** What to work on **
Set down the entries below exactly as written.
START Material provided
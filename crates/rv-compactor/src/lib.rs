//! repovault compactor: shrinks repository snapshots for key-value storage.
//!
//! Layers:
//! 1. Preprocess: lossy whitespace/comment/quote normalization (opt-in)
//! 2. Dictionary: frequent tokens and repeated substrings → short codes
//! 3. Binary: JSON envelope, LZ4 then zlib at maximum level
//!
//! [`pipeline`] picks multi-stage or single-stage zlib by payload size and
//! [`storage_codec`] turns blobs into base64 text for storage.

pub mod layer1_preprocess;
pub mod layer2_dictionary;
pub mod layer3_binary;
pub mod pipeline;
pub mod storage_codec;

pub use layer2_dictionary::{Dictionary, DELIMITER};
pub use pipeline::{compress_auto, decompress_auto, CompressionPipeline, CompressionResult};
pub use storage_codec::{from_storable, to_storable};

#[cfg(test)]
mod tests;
END Material provided
** Answer to this task **
filename crates/rv-compactor/src/lib.rs
//! repovault compactor: shrinks repository snapshots for key-value storage.
//!
//! Layers:
//! 1. Preprocess: lossy whitespace/comment/quote normalization (opt-in)
//! 2. Dictionary: frequent tokens and repeated substrings → short codes
//! 3. Binary: JSON envelope, LZ4 then zlib at maximum level
//!
//! [`pipeline`] picks multi-stage or single-stage zlib by payload size and
//! [`storage_codec`] turns blobs into base64 text for storage.

pub mod layer1_preprocess;
pub mod layer2_dictionary;
pub mod layer3_binary;
pub mod pipeline;
pub mod storage_codec;

pub use layer2_dictionary::{Dictionary, DELIMITER};
pub use pipeline::{compress_auto, decompress_auto, CompressionPipeline, CompressionResult};
pub use storage_codec::{from_storable, to_storable};

#[cfg(test)]
mod tests;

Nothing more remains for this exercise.